Define the inputs and outputs for your model with standard Python. Then, Cog generates an OpenAPI schema and validates the inputs and outputs with Pydantic.
Thus, through, containerization, the arcane knowledge of matching models with the appropriate dependencies for a given hardware setup can be scaled on an infinitely automated basis.
The model is then fully portable, making it easy to host with Replicate.
But not just with Replicate. Over the weekend I got Ubuntu installed on my game PC, laden as it is with a high-end—if consumer-grade—GPU, the RTX 4090. Once I figured out how to get Docker Engine installed and running, I installed
Cog and then it was trivial to load models from Replicate’s directory and start churning out results.
There was nothing to debug. Compared to other forays I’ve made into locally-hosted models, where setup was often error-prone and complex, this was so easy.
The only delay came in downloading multi-gigabyte model dependencies when they were missing from my machine. I could try out dozens of different models without any friction at all. As promised, if I wanted to host the model as a local service, I just started it up like any other Docker container, a JSON API instantly at the ready.
All of this through one-liner terminal commands. Incredible.
The confluence of Pattern Synthesis and open source
I view this as a watershed moment in the new cycle.
By making it so easy to package and exchange models, and giving away the underlying strategy as open source, Replicate has lowered the barriers to entry for tinkerers and explorers in this space. The history of open source and experimentation is clear.
When the costs become low enough to fuck around with a new technology, this shifts the adoption economics of that technology. Replicate has opened the door for the next stage of developer adoption within the paradigm of Pattern Synthesis. What was once the exclusive domain of researchers and specialists can now shift into a more general—if still quite technical—audience. The incentives for participation in this ecosystem are huge—it’s a growth opportunity in the new cycle—and through
Cog, it’s now so much easier to play around.
More than that, the fundamental portability of models that
Cog enables changes the approaches we can take as developers.

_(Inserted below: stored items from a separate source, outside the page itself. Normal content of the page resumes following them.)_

//! Template Catalog - 재사용 가능한 빌드 레시피

use crate::workspace::Workspace;
use chrono::{DateTime, Utc};
use crew_foundation::{prefixed_id, JsonCollection, JsonStore, Result};
use serde::{Deserialize, Serialize};
use tracing::info;

pub const TEMPLATES_FILE: &str = "templates.json";

#[derive(Debug, Clone, PartialEq, Serialize, Deserialize)]
#[serde(rename_all = "camelCase")]
pub struct Template {
    pub id: String,
    pub name: String,
    pub description: String,
    pub dockerfile: String,
    #[serde(default, skip_serializing_if = "Option::is_none")]
    pub test_command: Option<String>,
    pub created_at: DateTime<Utc>,
    pub last_used: DateTime<Utc>,
}

/// Partial update; `None` leaves a field alone
#[derive(Debug, Clone, Default, Serialize, Deserialize)]
#[serde(rename_all = "camelCase")]
pub struct TemplatePatch {
    pub name: Option<String>,
    pub description: Option<String>,
    pub dockerfile: Option<String>,
    pub test_command: Option<String>,
}

pub struct TemplateCatalog {
    templates: JsonCollection<Template>,
}

impl TemplateCatalog {
    pub fn open(store: JsonStore) -> Result<Self> {
        Ok(Self {
            templates: JsonCollection::open(store, TEMPLATES_FILE, "Template")?,
        })
    }

    pub fn create(
        &self,
        name: impl Into<String>,
        description: impl Into<String>,
        dockerfile: impl Into<String>,
        test_command: Option<String>,
    ) -> Result<Template> {
        let now = Utc::now();
        let template = Template {
            id: prefixed_id("tpl"),
            name: name.into(),
            description: description.into(),
            dockerfile: dockerfile.into(),
            test_command,
            created_at: now,
            last_used: now,
        };
        self.templates.insert(&template.id, template.clone())?;
        info!(id = %template.id, name = %template.name, "Template created");
        Ok(template)
    }

    /// Snapshot a workspace's current recipe
    pub fn create_from_workspace(
        &self,
        workspace: &Workspace,
        name: impl Into<String>,
        description: impl Into<String>,
        test_command: Option<String>,
    ) -> Result<Template> {
        self.create(name, description, workspace.dockerfile.clone(), test_command)
    }

    /// Fetch and touch `lastUsed`
    pub fn get(&self, id: &str) -> Result<Option<Template>> {
        if self.templates.get(id).is_none() {
            return Ok(None);
        }
        self.templates
            .update(id, |t| {
                t.last_used = Utc::now();
                Ok(t.clone())
            })
            .map(Some)
    }

    /// Like `get`, but NotFound for unknown ids
    pub fn require(&self, id: &str) -> Result<Template> {
        self.templates.require(id)?;
        self.templates.update(id, |t| {
            t.last_used = Utc::now();
            Ok(t.clone())
        })
    }

    pub fn get_by_name(&self, name: &str) -> Result<Option<Template>> {
        match self.templates.find(|t| t.name == name) {
            Some(t) => self.get(&t.id),
            None => Ok(None),
        }
    }

    /// Most recently used first
    pub fn list(&self) -> Vec<Template> {
        let mut all = self.templates.values();
        all.sort_by(|a, b| b.last_used.cmp(&a.last_used));
        all
    }

    pub fn delete(&self, id: &str) -> Result<bool> {
        let removed = self.templates.remove(id)?.is_some();
        if removed {
            info!(id, "Template deleted");
        }
        Ok(removed)
    }

    pub fn update(&self, id: &str, patch: TemplatePatch) -> Result<Template> {
        self.templates.update(id, |t| {
            if let Some(name) = patch.name {
                t.name = name;
            }
            if let Some(description) = patch.description {
                t.description = description;
            }
            if let Some(dockerfile) = patch.dockerfile {
                t.dockerfile = dockerfile;
            }
            if patch.test_command.is_some() {
                t.test_command = patch.test_command;
            }
            t.last_used = Utc::now();
            Ok(t.clone())
        })
    }
}

#[cfg(test)]
mod tests {
    use super::*;

    fn catalog(dir: &std::path::Path) -> TemplateCatalog {
        TemplateCatalog::open(JsonStore::new(dir)).unwrap()
    }

    #[test]
    fn test_create_get_delete() {
        let dir = tempfile::tempdir().unwrap();
        let templates = catalog(dir.path());

        let tpl = templates
            .create("py", "python base", "FROM python:3.11-slim", Some("pytest".into()))
            .unwrap();
        assert!(tpl.id.starts_with("tpl-"));

        let fetched = templates.get(&tpl.id).unwrap().unwrap();
        assert_eq!(fetched.dockerfile, "FROM python:3.11-slim");
        assert!(fetched.last_used >= tpl.last_used);

        assert!(templates.delete(&tpl.id).unwrap());
        assert!(templates.get(&tpl.id).unwrap().is_none());
        assert!(!templates.delete(&tpl.id).unwrap());
    }

    #[test]
    fn test_get_by_name_and_update() {
        let dir = tempfile::tempdir().unwrap();
        let templates = catalog(dir.path());
        let tpl = templates.create("node", "", "FROM node:20", None).unwrap();

        let found = templates.get_by_name("node").unwrap().unwrap();
        assert_eq!(found.id, tpl.id);
        assert!(templates.get_by_name("rust").unwrap().is_none());

        let updated = templates
            .update(
                &tpl.id,
                TemplatePatch {
                    dockerfile: Some("FROM node:22".into()),
                    ..Default::default()
                },
            )
            .unwrap();
        assert_eq!(updated.dockerfile, "FROM node:22");
        assert_eq!(updated.name, "node");
    }

    #[test]
    fn test_persists_across_reopen() {
        let dir = tempfile::tempdir().unwrap();
        let id = catalog(dir.path())
            .create("go", "", "FROM golang:1.22", None)
            .unwrap()
            .id;
        assert_eq!(catalog(dir.path()).require(&id).unwrap().name, "go");
    }

    #[test]
    fn test_require_unknown_is_not_found() {
        let dir = tempfile::tempdir().unwrap();
        let err = catalog(dir.path()).require("tpl-missing").unwrap_err();
        assert!(matches!(err, crew_foundation::Error::NotFound(_)));
    }
}
// src/utils/hash.rs

use argon2::{
    Argon2,
    password_hash::{PasswordHash, PasswordHasher, PasswordVerifier, SaltString, rand_core::OsRng},
};

use crate::error::AppError;

/// Hashes a password with Argon2id and a fresh random salt.
pub fn hash_password(password: &str) -> Result<String, AppError> {
    let salt = SaltString::generate(&mut OsRng);

    let hash = Argon2::default().hash_password(password.as_bytes(), &salt)?;
    Ok(hash.to_string())
}

/// Checks a password against a stored PHC hash string.
pub fn verify_password(password: &str, password_hash: &str) -> Result<bool, AppError> {
    let parsed_hash = PasswordHash::new(password_hash)?;

    Ok(Argon2::default()
        .verify_password(password.as_bytes(), &parsed_hash)
        .is_ok())
}
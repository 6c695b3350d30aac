use std::sync::Arc;

use crate::{config::Config, sanitizer::HtmlSanitizer};
use axum::extract::FromRef;
use sqlx::SqlitePool;

#[derive(Clone)]
pub struct AppState {
    pub pool: SqlitePool,
    pub config: Config,
    /// Built before the server starts; read-only afterwards.
    pub sanitizer: Arc<HtmlSanitizer>,
}

impl FromRef<AppState> for SqlitePool {
    fn from_ref(state: &AppState) -> Self {
        state.pool.clone()
    }
}

impl FromRef<AppState> for Config {
    fn from_ref(state: &AppState) -> Self {
        state.config.clone()
    }
}

impl FromRef<AppState> for Arc<HtmlSanitizer> {
    fn from_ref(state: &AppState) -> Self {
        state.sanitizer.clone()
    }
}
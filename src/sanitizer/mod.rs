// src/sanitizer/mod.rs

//! Sanitization pipeline for user-authored post HTML.
//!
//! Every post and comment body is passed through [`HtmlSanitizer::sanitize`]
//! before it is written to the database. The stored HTML is later rendered
//! without escaping, so this is the only gate against stored XSS.
//!
//! The pipeline runs three stages:
//!
//! 1. **Preserve**: blocks carrying `data-preserve-content` (code listings,
//!    formula source) are swapped for comment sentinels so their exact
//!    characters survive.
//! 2. **Sanitize**: `ammonia` removes everything outside the [`Policy`]
//!    allow-lists.
//! 3. **Restore**: sentinels are swapped back; all other comments are dropped.

pub mod policy;
pub mod preserve;

use std::{
    collections::HashMap,
    panic::{self, AssertUnwindSafe},
    sync::Arc,
};

use ammonia::Builder;
use tokio::task::JoinError;
use uuid::Uuid;

pub use policy::Policy;
use preserve::Preserver;

/// Immutable, shareable HTML sanitizer. Build once at startup.
pub struct HtmlSanitizer {
    policy: Arc<Policy>,
    cleaner: Builder<'static>,
    preserver: Preserver,
}

impl HtmlSanitizer {
    /// Builds the sanitizer from an allow-list policy.
    pub fn new(policy: Policy) -> Result<Self, regex::Error> {
        let policy = Arc::new(policy);
        let preserver = Preserver::new(&policy)?;

        let filter_policy = Arc::clone(&policy);
        let mut cleaner = Builder::default();
        cleaner
            .tags(policy.tags.clone())
            .clean_content_tags(policy.drop_content_tags.clone())
            .tag_attributes(HashMap::new())
            .generic_attributes(policy.attributes.clone())
            .url_schemes(policy.url_schemes.clone())
            .link_rel(Some("noopener noreferrer"))
            // Sentinels are comments; the restore stage drops every other one.
            .strip_comments(false)
            .attribute_filter(move |_element, attribute, value| {
                filter_policy.filter_attribute(attribute, value)
            });

        Ok(Self {
            policy,
            cleaner,
            preserver,
        })
    }

    /// Cleans author-supplied HTML for storage.
    ///
    /// Never fails: `None` and `""` yield `""`, and an engine fault yields the
    /// input fully HTML-escaped as plain text.
    pub fn sanitize<'a>(&self, raw: impl Into<Option<&'a str>>) -> String {
        let raw = match raw.into() {
            Some(raw) if !raw.is_empty() => raw,
            _ => return String::new(),
        };

        let nonce = Uuid::new_v4().simple().to_string();
        let (shielded, preserved) = self.preserver.preserve(raw, &nonce, &self.policy);
        if preserved > 0 {
            tracing::debug!("Preserved {} block(s) verbatim", preserved);
        }

        match self.clean(&shielded) {
            Some(cleaned) => self.preserver.restore(&cleaned, &nonce),
            None => ammonia::clean_text(raw),
        }
    }

    /// [`HtmlSanitizer::sanitize`] on the blocking pool, so a large post does
    /// not hold up the async workers.
    pub async fn sanitize_blocking(self: Arc<Self>, raw: String) -> Result<String, JoinError> {
        tokio::task::spawn_blocking(move || self.sanitize(raw.as_str())).await
    }

    /// Runs the allow-list engine, turning an internal panic into `None`.
    fn clean(&self, html: &str) -> Option<String> {
        match panic::catch_unwind(AssertUnwindSafe(|| self.cleaner.clean(html).to_string())) {
            Ok(cleaned) => Some(cleaned),
            Err(cause) => {
                let reason = cause
                    .downcast_ref::<String>()
                    .map(String::as_str)
                    .or_else(|| cause.downcast_ref::<&str>().copied())
                    .unwrap_or("unknown panic");
                tracing::error!(
                    "HTML sanitizer failed, storing content as escaped text: {}",
                    reason
                );
                None
            }
        }
    }
}
// src/handlers/mod.rs

pub mod admin;
pub mod auth;
pub mod interaction;
pub mod posts;
pub mod tags;
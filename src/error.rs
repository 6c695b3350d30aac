// src/error.rs

use axum::{
    Json,
    http::StatusCode,
    response::{IntoResponse, Response},
};
use serde_json::json;
use std::fmt;

/// Errors returned by request handlers.
///
/// Each variant maps to one HTTP status. The sanitizer never produces one:
/// bad HTML is cleaned, not rejected.
#[derive(Debug)]
pub enum AppError {
    // 500: details are logged, never sent
    InternalServerError(String),

    // 400: validation failures, bad schedules, empty comments
    BadRequest(String),

    // 401: missing or invalid credentials
    AuthError(String),

    // 403: authenticated, but not the author or an admin
    Forbidden(String),

    // 404: unknown or not publicly visible
    NotFound(String),

    // 409: duplicate username or tag
    Conflict(String),
}

impl AppError {
    fn status(&self) -> StatusCode {
        match self {
            AppError::InternalServerError(_) => StatusCode::INTERNAL_SERVER_ERROR,
            AppError::BadRequest(_) => StatusCode::BAD_REQUEST,
            AppError::AuthError(_) => StatusCode::UNAUTHORIZED,
            AppError::Forbidden(_) => StatusCode::FORBIDDEN,
            AppError::NotFound(_) => StatusCode::NOT_FOUND,
            AppError::Conflict(_) => StatusCode::CONFLICT,
        }
    }

    fn message(&self) -> &str {
        match self {
            AppError::InternalServerError(msg)
            | AppError::BadRequest(msg)
            | AppError::AuthError(msg)
            | AppError::Forbidden(msg)
            | AppError::NotFound(msg)
            | AppError::Conflict(msg) => msg,
        }
    }
}

impl fmt::Display for AppError {
    fn fmt(&self, f: &mut fmt::Formatter<'_>) -> fmt::Result {
        write!(f, "{} {}", self.status().as_u16(), self.message())
    }
}

impl std::error::Error for AppError {}

/// Renders `{"error": msg}` with the variant's status code.
impl IntoResponse for AppError {
    fn into_response(self) -> Response {
        let status = self.status();
        let error_message = match self {
            AppError::InternalServerError(msg) => {
                tracing::error!("Internal Server Error: {}", msg);
                "Internal Server Error".to_string()
            }
            other => {
                tracing::debug!("Request rejected: {}", other);
                other.message().to_string()
            }
        };

        (status, Json(json!({ "error": error_message }))).into_response()
    }
}

/// Database failures are internal unless a handler maps them first.
impl From<sqlx::Error> for AppError {
    fn from(err: sqlx::Error) -> Self {
        AppError::InternalServerError(err.to_string())
    }
}

impl From<serde_json::Error> for AppError {
    fn from(err: serde_json::Error) -> Self {
        AppError::BadRequest(err.to_string())
    }
}

impl From<validator::ValidationErrors> for AppError {
    fn from(err: validator::ValidationErrors) -> Self {
        AppError::BadRequest(err.to_string())
    }
}

/// Hashing failures (bad stored hash, RNG failure) are server-side.
impl From<argon2::password_hash::Error> for AppError {
    fn from(err: argon2::password_hash::Error) -> Self {
        AppError::InternalServerError(err.to_string())
    }
}

/// Token decoding failures: expired, tampered or signed with another key.
impl From<jsonwebtoken::errors::Error> for AppError {
    fn from(err: jsonwebtoken::errors::Error) -> Self {
        AppError::AuthError(format!("Invalid token: {}", err))
    }
}

/// A blocking task (the sanitizer) panicked or was cancelled.
impl From<tokio::task::JoinError> for AppError {
    fn from(err: tokio::task::JoinError) -> Self {
        AppError::InternalServerError(format!("Blocking task failed: {}", err))
    }
}

/// True when a database error is a UNIQUE constraint violation.
pub fn is_unique_violation(err: &sqlx::Error) -> bool {
    err.as_database_error()
        .is_some_and(|db| db.is_unique_violation())
}
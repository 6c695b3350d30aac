// src/models/mod.rs

pub mod comment;
pub mod post;
pub mod reaction;
pub mod tag;
pub mod user;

I can see this leading to a future where it’s more common to host your models locally, or with greater isolation, enabling new categories of “AI” product with more stringent and transparent privacy guarantees for their customers.
There remain obstacles. The costs of training certain categories of model can be astronomical. LLMs, for example, require millions of dollars to capitalize. Still, as the underlying encapsulation of the model becomes more amenable to sharing and collaboration, I will be curious to see how cooperative approaches from previous technology cycles evolve to meet the moment.
Keep an eye on this space. It’s going to get interesting and complicated from here.